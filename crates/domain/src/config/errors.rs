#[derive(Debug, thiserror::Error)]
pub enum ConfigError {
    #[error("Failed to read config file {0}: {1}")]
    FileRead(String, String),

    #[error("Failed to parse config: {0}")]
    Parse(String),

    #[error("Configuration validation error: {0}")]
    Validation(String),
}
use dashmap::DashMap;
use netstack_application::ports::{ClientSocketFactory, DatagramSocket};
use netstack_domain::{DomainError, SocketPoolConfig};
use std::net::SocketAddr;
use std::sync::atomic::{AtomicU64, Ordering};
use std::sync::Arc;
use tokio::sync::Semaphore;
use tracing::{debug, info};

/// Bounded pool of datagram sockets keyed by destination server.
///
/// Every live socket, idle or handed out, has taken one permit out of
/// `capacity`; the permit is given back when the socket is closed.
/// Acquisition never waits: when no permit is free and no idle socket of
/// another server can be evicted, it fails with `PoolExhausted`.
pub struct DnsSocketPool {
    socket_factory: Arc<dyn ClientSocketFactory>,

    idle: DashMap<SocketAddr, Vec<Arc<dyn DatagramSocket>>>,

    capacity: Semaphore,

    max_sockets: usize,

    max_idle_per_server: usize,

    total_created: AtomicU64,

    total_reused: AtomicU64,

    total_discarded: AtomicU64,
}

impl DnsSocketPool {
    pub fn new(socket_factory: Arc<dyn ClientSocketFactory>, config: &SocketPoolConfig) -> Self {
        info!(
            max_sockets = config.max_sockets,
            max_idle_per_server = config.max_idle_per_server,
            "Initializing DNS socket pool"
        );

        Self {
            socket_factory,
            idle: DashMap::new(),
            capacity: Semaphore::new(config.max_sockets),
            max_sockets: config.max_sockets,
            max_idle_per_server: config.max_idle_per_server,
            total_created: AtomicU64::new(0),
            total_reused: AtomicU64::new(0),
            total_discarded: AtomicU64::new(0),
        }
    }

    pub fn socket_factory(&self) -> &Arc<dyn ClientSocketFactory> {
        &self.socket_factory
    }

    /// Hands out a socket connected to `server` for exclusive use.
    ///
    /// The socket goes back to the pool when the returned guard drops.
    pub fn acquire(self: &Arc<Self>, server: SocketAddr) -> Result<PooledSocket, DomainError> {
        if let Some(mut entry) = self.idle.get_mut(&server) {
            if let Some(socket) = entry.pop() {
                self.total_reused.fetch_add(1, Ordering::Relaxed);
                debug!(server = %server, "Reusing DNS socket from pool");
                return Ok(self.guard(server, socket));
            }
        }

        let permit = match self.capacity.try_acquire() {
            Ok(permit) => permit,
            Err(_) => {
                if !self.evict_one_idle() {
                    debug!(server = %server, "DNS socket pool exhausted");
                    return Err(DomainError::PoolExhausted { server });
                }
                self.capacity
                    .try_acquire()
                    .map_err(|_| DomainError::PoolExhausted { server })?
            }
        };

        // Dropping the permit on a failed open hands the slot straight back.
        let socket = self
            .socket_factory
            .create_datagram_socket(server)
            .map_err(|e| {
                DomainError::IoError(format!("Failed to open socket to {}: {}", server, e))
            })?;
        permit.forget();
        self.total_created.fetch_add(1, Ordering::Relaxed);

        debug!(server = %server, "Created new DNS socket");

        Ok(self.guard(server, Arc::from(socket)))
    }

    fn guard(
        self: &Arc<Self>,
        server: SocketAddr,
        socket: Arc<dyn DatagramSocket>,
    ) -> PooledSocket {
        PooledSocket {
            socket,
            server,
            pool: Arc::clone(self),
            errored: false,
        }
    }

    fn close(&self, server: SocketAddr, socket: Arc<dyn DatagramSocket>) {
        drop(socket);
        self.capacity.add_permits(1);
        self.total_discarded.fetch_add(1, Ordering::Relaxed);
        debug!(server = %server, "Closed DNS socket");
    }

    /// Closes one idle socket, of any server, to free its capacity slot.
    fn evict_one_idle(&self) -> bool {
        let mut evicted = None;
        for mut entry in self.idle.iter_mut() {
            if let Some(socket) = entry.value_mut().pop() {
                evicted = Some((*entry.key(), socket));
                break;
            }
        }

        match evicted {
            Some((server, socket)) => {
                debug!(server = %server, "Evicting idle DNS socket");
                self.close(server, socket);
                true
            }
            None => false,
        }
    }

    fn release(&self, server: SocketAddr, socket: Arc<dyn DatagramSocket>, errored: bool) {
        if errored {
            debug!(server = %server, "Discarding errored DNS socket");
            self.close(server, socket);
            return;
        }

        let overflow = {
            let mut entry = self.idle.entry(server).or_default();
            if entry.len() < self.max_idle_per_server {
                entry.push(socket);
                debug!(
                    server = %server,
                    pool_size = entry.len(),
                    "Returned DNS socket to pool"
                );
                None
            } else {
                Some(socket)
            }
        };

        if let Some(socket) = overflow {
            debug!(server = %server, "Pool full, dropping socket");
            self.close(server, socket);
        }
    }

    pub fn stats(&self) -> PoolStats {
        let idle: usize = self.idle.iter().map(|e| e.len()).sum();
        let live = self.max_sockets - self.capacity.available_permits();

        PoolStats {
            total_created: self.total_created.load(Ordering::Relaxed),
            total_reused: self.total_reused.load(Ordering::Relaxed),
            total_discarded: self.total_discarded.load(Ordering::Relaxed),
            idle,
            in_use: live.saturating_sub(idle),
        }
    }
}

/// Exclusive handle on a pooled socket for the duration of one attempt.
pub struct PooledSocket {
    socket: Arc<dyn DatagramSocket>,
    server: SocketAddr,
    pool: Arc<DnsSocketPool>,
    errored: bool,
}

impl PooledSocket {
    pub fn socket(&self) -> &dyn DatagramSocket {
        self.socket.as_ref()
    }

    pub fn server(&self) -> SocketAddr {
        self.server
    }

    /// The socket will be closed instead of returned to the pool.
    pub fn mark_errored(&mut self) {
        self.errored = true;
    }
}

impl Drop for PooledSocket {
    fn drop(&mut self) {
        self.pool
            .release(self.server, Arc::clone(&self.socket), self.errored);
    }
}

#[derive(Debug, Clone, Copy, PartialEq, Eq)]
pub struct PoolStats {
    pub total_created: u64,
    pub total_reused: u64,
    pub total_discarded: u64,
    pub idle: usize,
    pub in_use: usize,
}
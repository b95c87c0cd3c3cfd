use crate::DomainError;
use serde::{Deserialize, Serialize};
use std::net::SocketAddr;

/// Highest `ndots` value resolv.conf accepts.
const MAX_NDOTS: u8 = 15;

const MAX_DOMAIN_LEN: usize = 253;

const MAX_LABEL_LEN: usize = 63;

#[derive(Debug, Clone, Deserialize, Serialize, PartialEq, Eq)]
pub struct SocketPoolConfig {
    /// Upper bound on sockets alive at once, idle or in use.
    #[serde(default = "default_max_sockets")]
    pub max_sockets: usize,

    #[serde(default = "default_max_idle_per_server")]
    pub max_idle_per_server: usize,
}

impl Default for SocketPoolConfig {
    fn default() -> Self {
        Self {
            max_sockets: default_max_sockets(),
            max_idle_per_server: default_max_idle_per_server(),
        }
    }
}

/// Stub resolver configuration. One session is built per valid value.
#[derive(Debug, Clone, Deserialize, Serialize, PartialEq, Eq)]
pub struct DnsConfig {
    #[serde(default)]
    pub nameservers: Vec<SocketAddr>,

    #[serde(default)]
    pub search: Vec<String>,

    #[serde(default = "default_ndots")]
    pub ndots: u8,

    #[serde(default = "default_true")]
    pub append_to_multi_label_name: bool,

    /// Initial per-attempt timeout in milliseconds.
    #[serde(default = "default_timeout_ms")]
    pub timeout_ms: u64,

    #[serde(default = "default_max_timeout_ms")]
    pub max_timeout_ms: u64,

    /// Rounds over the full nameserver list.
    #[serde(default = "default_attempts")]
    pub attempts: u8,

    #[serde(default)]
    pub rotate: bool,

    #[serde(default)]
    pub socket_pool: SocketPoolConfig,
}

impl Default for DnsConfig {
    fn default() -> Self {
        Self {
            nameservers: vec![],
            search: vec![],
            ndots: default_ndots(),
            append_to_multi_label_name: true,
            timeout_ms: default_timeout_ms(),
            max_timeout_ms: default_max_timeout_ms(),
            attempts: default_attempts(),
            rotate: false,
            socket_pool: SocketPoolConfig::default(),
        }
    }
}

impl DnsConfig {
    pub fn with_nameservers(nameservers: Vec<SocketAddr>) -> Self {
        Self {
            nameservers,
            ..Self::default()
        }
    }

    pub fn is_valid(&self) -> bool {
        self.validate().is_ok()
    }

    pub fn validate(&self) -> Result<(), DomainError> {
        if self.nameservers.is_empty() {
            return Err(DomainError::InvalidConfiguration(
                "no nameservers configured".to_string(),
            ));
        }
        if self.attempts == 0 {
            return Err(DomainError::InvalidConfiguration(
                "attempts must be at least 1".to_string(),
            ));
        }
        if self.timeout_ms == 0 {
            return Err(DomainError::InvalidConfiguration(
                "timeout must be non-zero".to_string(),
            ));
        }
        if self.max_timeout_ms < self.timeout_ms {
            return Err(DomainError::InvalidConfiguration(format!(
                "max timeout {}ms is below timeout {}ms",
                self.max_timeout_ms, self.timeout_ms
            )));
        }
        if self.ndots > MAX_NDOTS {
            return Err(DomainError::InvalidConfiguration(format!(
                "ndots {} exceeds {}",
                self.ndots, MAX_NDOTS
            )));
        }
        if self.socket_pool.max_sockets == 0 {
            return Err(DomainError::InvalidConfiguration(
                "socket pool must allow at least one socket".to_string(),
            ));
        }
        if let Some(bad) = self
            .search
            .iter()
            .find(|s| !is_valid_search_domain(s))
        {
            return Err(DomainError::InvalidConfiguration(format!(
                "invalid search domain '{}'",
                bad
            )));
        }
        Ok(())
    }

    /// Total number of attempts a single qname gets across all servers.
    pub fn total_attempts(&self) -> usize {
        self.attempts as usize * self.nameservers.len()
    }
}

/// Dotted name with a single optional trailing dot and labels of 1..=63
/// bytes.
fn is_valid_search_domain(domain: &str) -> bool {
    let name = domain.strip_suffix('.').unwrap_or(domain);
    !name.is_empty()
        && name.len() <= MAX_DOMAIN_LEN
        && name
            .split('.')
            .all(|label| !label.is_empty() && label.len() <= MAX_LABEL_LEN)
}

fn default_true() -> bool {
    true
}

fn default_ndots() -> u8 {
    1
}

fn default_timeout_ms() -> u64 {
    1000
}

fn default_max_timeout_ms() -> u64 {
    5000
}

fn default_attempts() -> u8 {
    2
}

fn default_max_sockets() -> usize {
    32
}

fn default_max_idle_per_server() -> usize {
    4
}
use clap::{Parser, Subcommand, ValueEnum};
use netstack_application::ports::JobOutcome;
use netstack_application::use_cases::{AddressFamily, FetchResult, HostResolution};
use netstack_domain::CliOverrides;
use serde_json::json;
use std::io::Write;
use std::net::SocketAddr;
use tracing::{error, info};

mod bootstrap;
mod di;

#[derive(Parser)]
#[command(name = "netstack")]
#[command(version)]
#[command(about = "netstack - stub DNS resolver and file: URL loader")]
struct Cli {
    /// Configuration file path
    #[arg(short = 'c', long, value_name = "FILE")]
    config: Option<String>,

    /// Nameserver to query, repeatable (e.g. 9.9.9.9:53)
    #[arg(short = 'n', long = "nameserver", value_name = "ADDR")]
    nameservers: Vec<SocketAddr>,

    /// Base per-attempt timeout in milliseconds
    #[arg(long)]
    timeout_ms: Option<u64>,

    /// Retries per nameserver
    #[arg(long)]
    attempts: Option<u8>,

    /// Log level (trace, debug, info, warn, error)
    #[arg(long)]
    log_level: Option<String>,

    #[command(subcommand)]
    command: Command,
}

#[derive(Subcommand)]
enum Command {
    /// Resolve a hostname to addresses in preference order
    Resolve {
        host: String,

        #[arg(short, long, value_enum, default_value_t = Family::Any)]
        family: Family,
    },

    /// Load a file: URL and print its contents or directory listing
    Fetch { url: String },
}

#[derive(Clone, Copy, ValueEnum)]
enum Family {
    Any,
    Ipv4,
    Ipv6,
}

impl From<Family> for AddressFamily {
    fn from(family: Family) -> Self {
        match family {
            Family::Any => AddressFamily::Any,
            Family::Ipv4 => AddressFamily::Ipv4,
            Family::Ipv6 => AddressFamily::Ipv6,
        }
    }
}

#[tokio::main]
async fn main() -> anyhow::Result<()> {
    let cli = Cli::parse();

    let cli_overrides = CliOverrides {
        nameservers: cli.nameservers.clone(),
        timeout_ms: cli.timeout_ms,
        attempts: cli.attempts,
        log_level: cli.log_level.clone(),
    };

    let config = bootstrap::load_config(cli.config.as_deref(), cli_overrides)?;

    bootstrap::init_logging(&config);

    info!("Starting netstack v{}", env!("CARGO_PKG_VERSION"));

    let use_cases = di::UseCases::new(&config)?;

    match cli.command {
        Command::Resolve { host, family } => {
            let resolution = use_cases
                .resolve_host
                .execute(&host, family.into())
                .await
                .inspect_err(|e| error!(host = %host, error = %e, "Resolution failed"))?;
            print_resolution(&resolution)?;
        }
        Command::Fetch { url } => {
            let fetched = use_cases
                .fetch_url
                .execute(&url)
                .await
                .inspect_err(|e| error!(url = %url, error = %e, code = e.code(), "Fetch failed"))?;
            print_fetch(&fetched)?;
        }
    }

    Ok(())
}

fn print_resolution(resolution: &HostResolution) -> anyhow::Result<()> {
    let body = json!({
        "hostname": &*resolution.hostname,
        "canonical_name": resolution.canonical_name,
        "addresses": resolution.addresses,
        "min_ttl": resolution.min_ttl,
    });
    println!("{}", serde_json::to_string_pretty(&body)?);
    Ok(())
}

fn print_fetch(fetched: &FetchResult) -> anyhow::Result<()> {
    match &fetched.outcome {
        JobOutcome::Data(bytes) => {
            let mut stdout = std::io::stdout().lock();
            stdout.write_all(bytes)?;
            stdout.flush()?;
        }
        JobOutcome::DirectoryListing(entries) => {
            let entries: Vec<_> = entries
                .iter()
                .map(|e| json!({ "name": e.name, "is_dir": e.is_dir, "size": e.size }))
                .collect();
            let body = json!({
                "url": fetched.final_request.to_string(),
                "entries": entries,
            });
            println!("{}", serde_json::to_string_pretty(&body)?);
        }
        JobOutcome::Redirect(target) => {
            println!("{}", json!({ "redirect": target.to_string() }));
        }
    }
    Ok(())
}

━━━━━━━━━━

▶ TASK PROMPT: Your answer must consist solely of the lines above between the line holding "per valid value." and the line holding "timeout in milliseconds.", inclusive, copied exactly.

▶ WRITTEN REPLY:
/// Stub resolver configuration. One session is built per valid value.
#[derive(Debug, Clone, Deserialize, Serialize, PartialEq, Eq)]
pub struct DnsConfig {
    #[serde(default)]
    pub nameservers: Vec<SocketAddr>,

    #[serde(default)]
    pub search: Vec<String>,

    #[serde(default = "default_ndots")]
    pub ndots: u8,

    #[serde(default = "default_true")]
    pub append_to_multi_label_name: bool,

    /// Initial per-attempt timeout in milliseconds.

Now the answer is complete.